Isman Thoyib

Personal information
- Born: August 18, 1984 (age 41) Klaten, Indonesia
- Listed height: 203 cm (6 ft 8 in)
- Listed weight: 91 kg (201 lb)

Career information
- High school: SMK Kristen 1 (Klaten, Indonesia)
- College: University of Perpetual Help System DALTA (2002-2004); Esa Unggul University (2008);
- Playing career: 2003–2022
- Position: Center

Career history
- 2003–2014, 2017-2019: Dell Aspac Jakarta
- 2015–2017: CLS Knights Surabaya
- 2020, 2021-2022: Bima Perkasa Jogja

Career highlights
- NBL Indonesia Defensive Player of the Year (2011); All-NBL Indonesia First Team (2012); 6× IBL/NBL Indonesia champion (2003, 2005, 2013, 2014, 2016, 2019);

= Isman Thoyib =

Indonesian basketball player

Muhammad Isman Thoyib (born August 18, 1984) is a former Indonesian professional basketball player.

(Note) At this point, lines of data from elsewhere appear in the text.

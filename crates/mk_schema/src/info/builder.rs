use core::any::type_name;
use core::marker::PhantomData;
use std::sync::Arc;

use indexmap::IndexMap;
use serde_json::Value;

use crate::de::Decoder;
use crate::error::{ConfigurationError, DecodeError};
use crate::info::access::{
    DecodeHook, DecodeHookFn, DirectField, EncodeHook, EncodeHookFn, FieldAccess, FieldLens, Lens,
    Projected,
};
use crate::info::descriptor::NamedHook;
use crate::info::field::normalize;
use crate::info::{FieldDescriptor, Schema, TypeDescriptor, ViewContext};
use crate::value::{ChangeSet, Dynamic, OpenMap};
use crate::wire::Wire;

// -----------------------------------------------------------------------------
// FieldConfig

/// Chained configuration of a field declared with [`DescriptorBuilder::field`].
pub struct FieldConfig<'a> {
    field: &'a mut FieldDescriptor,
}

impl FieldConfig<'_> {
    /// Uses `wire_name` as the property name instead of the logical name.
    pub fn rename(self, wire_name: &'static str) -> Self {
        self.field.set_wire_name(wire_name);
        self
    }

    /// Lets the field appear in `context`.
    pub fn context(self, context: ViewContext) -> Self {
        self.field.add_context(context);
        self
    }

    /// Lets the field appear in `context` even when it is unchanged.
    ///
    /// Contexts declared with [`context`](Self::context) are unaffected, so a
    /// field without any still appears in [`ViewContext::Default`].
    pub fn always(self, context: ViewContext) -> Self {
        self.field.add_always(context);
        self
    }

    /// Emits the field as `wire_name` under `context`, which it then also
    /// appears in.
    ///
    /// Decoding still accepts only the primary wire name.
    pub fn context_name(self, context: ViewContext, wire_name: &'static str) -> Self {
        self.field.set_context_name(context, wire_name);
        self
    }

    /// Skips the property when the value encodes to `null`.
    pub fn omit_null(self) -> Self {
        self.field.set_omit_null();
        self
    }

    /// Nests the collection inside an envelope, as in `{"items": [...]}`.
    pub fn proxy(self, property: &'static str) -> Self {
        self.field.set_proxy(property);
        self
    }
}
impl SchemaRegistryArc {
    /// Takes a read lock on the underlying registry.
    pub fn read(&self) -> RwLockReadGuard<'_, SchemaRegistry> {
        self.internal.read().unwrap_or_else(PoisonError::into_inner)
    }

    /// Takes a write lock on the underlying registry.
    pub fn write(&self) -> RwLockWriteGuard<'_, SchemaRegistry> {
        self.internal.write().unwrap_or_else(PoisonError::into_inner)
    }
}

// -----------------------------------------------------------------------------
// Tests
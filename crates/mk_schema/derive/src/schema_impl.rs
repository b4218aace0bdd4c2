use proc_macro2::TokenStream;
use quote::quote;
use syn::ext::IdentExt;
use syn::spanned::Spanned;
use syn::{Data, DeriveInput, Field, Fields, LitStr};

use crate::attributes::{FieldAttributes, FieldRole, TypeAttributes};
use crate::path;

const UNSUPPORTED: &str = "`Schema` can only be derived for structs with named fields";

/// Expand `#[derive(Schema)]`.
pub(crate) fn expand(ast: &DeriveInput) -> syn::Result<TokenStream> {
    let fields: Vec<&Field> = match &ast.data {
        Data::Struct(data) => match &data.fields {
            Fields::Named(named) => named.named.iter().collect(),
            Fields::Unit => Vec::new(),
            Fields::Unnamed(_) => return Err(syn::Error::new(data.fields.span(), UNSUPPORTED)),
        },
        _ => return Err(syn::Error::new(ast.ident.span(), UNSUPPORTED)),
    };

    let type_attrs = TypeAttributes::parse(&ast.attrs)?;
    let mk_schema_path = path::mk_schema();

    let declarations = fields
        .into_iter()
        .map(|field| declare_field(field, &type_attrs, &mk_schema_path))
        .collect::<syn::Result<Vec<_>>>()?;

    let ident = &ast.ident;
    let name = match &type_attrs.name {
        Some(name) => name.clone(),
        None => LitStr::new(&ident.unraw().to_string(), ident.span()),
    };
    let customize = type_attrs
        .customize
        .then(|| quote! { Self::customize(descriptor); });

    let (impl_generics, ty_generics, where_clause) = ast.generics.split_for_impl();
    let descriptor_builder_ = path::descriptor_builder_(&mk_schema_path);
    let auto_register = auto_register_impl(ast, &type_attrs, &mk_schema_path);

    Ok(quote! {
        impl #impl_generics #mk_schema_path::Schema for #ident #ty_generics #where_clause {
            const NAME: &'static str = #name;

            #[allow(unused_variables)]
            fn describe(descriptor: &mut #descriptor_builder_<Self>) {
                #(#declarations)*
                #customize
            }
        }

        #auto_register
    })
}

fn declare_field(
    field: &Field,
    type_attrs: &TypeAttributes,
    mk_schema_path: &syn::Path,
) -> syn::Result<TokenStream> {
    let attrs = FieldAttributes::parse(&field.attrs)?;
    let Some(member) = &field.ident else {
        return Err(syn::Error::new(field.span(), UNSUPPORTED));
    };
    let ty = &field.ty;

    Ok(match attrs.role {
        FieldRole::Skip => TokenStream::new(),
        FieldRole::Flatten => quote! {
            descriptor.flatten::<#ty>(|v| &v.#member, |v| &mut v.#member);
        },
        FieldRole::Extensions => quote! {
            descriptor.extensions(|v| &v.#member, |v| &mut v.#member);
        },
        FieldRole::ChangeSet => quote! {
            descriptor.change_set(|v| &v.#member);
        },
        FieldRole::Property => {
            let logical = member.unraw().to_string();
            let config = property_config(&attrs, &logical, type_attrs, mk_schema_path);
            quote! {
                descriptor.field::<#ty>(#logical, |v| &v.#member, |v| &mut v.#member) #(#config)*;
            }
        }
    })
}

fn property_config(
    attrs: &FieldAttributes,
    logical: &str,
    type_attrs: &TypeAttributes,
    mk_schema_path: &syn::Path,
) -> Vec<TokenStream> {
    let view_context_ = path::view_context_(mk_schema_path);
    let mut config = Vec::new();

    match (&attrs.rename, type_attrs.rename_all) {
        (Some(rename), _) => config.push(quote! { .rename(#rename) }),
        (None, Some(rule)) => {
            let renamed = rule.apply(logical);
            if renamed != logical {
                config.push(quote! { .rename(#renamed) });
            }
        }
        (None, None) => {}
    }
    for context in &attrs.contexts {
        let context = context.to_tokens_with(&view_context_);
        config.push(quote! { .context(#context) });
    }
    for context in &attrs.always {
        let context = context.to_tokens_with(&view_context_);
        config.push(quote! { .always(#context) });
    }
    for (context, wire_name) in &attrs.context_names {
        let context = context.to_tokens_with(&view_context_);
        config.push(quote! { .context_name(#context, #wire_name) });
    }
    if attrs.omit_null {
        config.push(quote! { .omit_null() });
    }
    if let Some(proxy) = &attrs.proxy {
        config.push(quote! { .proxy(#proxy) });
    }
    config
}

/// Generate `auto_register` implementation
#[cfg(feature = "auto_register")]
fn auto_register_impl(
    ast: &DeriveInput,
    type_attrs: &TypeAttributes,
    mk_schema_path: &syn::Path,
) -> TokenStream {
    let Some(span) = type_attrs.auto_register else {
        return TokenStream::new();
    };
    // Invalid for generic types.
    if !ast.generics.params.is_empty() {
        return TokenStream::new();
    }

    let macro_exports_ = path::macro_exports_(mk_schema_path);
    let ident = &ast.ident;
    quote::quote_spanned! { span =>
        #macro_exports_::inventory::submit! {
            #macro_exports_::AutoRegistration::of::<#ident>()
        }
    }
}

/// Generate `auto_register` implementation
#[cfg(not(feature = "auto_register"))]
fn auto_register_impl(_: &DeriveInput, _: &TypeAttributes, _: &syn::Path) -> TokenStream {
    TokenStream::new()
}
use serde::{Deserialize, Serialize};

/// Knobs shared by decoding and encoding.
///
/// Deserializable, so it can be read from a service's configuration file;
/// missing keys take their default.
///
/// ```
/// use mk_schema::MappingOptions;
///
/// let options: MappingOptions = serde_json::from_str(r#"{"wrapper_property": "members"}"#).unwrap();
/// assert_eq!(options.wrapper_property, "members");
/// assert!(options.case_insensitive);
/// ```
#[derive(Debug, Clone, PartialEq, Eq, Serialize, Deserialize)]
#[serde(default)]
pub struct MappingOptions {
    /// Match property names to fields ignoring case. Default `true`.
    pub case_insensitive: bool,
    /// Root property holding wrapped collections. Default `"member"`.
    pub wrapper_property: String,
    /// Accept numeric strings such as `"42"` for numeric fields, and numbers
    /// for string fields. Default `true`.
    pub lenient_numbers: bool,
    /// Pretty-print encoded text. Default `false`.
    pub pretty: bool,
}

impl Default for MappingOptions {
    fn default() -> Self {
        Self {
            case_insensitive: true,
            wrapper_property: "member".to_owned(),
            lenient_numbers: true,
            pretty: false,
        }
    }
}

#[cfg(test)]
mod tests {
    use super::MappingOptions;

    #[test]
    fn options_load_from_ron() {
        let options: MappingOptions = ron::from_str(
            r#"(
                case_insensitive: false,
                wrapper_property: "members",
            )"#,
        )
        .unwrap();

        assert!(!options.case_insensitive);
        assert_eq!(options.wrapper_property, "members");
        assert!(options.lenient_numbers);
        assert!(!options.pretty);
    }
}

Played 19 season in the IBL, he won 6 championships with Dell Aspac Jakarta and was known for being the main center for the Indonesia national basketball team.

Thoyib competed for the Indonesia national basketball team at the FIBA Asia Championship 2009 for the first time. He averaged 2.6 points and 5.8 rebounds per game for the team.